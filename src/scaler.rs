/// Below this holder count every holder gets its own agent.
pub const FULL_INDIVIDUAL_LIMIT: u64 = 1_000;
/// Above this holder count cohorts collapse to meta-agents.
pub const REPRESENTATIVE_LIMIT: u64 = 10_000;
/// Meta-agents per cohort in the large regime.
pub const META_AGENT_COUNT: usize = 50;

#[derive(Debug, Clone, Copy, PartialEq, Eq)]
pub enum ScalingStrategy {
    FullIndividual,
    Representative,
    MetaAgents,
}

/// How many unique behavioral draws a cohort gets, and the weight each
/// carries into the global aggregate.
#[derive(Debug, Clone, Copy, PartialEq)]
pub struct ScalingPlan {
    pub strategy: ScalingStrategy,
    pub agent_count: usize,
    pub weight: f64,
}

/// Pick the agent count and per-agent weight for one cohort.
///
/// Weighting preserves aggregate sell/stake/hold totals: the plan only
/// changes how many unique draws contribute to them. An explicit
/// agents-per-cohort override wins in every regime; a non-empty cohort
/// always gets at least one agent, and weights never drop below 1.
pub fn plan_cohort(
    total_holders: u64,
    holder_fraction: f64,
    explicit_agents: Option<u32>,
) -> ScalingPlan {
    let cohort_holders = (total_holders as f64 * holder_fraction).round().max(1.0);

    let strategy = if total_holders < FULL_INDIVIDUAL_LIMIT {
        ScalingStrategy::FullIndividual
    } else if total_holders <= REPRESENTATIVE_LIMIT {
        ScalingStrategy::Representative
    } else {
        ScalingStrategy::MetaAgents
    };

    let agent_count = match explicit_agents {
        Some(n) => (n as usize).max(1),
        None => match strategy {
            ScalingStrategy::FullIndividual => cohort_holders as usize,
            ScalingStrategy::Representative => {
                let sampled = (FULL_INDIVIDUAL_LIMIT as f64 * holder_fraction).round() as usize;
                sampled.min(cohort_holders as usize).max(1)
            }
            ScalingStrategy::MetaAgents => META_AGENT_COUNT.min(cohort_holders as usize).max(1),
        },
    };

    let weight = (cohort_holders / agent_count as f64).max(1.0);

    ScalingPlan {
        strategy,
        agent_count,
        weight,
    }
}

_PROMPT_
Using the entries above, output exactly the lines between the line holding "#[derive(Debug, Clone, Copy, PartialEq)]" and the line holding "else if total_holders", end lines included, and nothing more.

_RESPONSE TO THE TASK_
#[derive(Debug, Clone, Copy, PartialEq)]
pub struct ScalingPlan {
    pub strategy: ScalingStrategy,
    pub agent_count: usize,
    pub weight: f64,
}

/// Pick the agent count and per-agent weight for one cohort.
///
/// Weighting preserves aggregate sell/stake/hold totals: the plan only
/// changes how many unique draws contribute to them. An explicit
/// agents-per-cohort override wins in every regime; a non-empty cohort
/// always gets at least one agent, and weights never drop below 1.
pub fn plan_cohort(
    total_holders: u64,
    holder_fraction: f64,
    explicit_agents: Option<u32>,
) -> ScalingPlan {
    let cohort_holders = (total_holders as f64 * holder_fraction).round().max(1.0);

    let strategy = if total_holders < FULL_INDIVIDUAL_LIMIT {
        ScalingStrategy::FullIndividual
    } else if total_holders <= REPRESENTATIVE_LIMIT {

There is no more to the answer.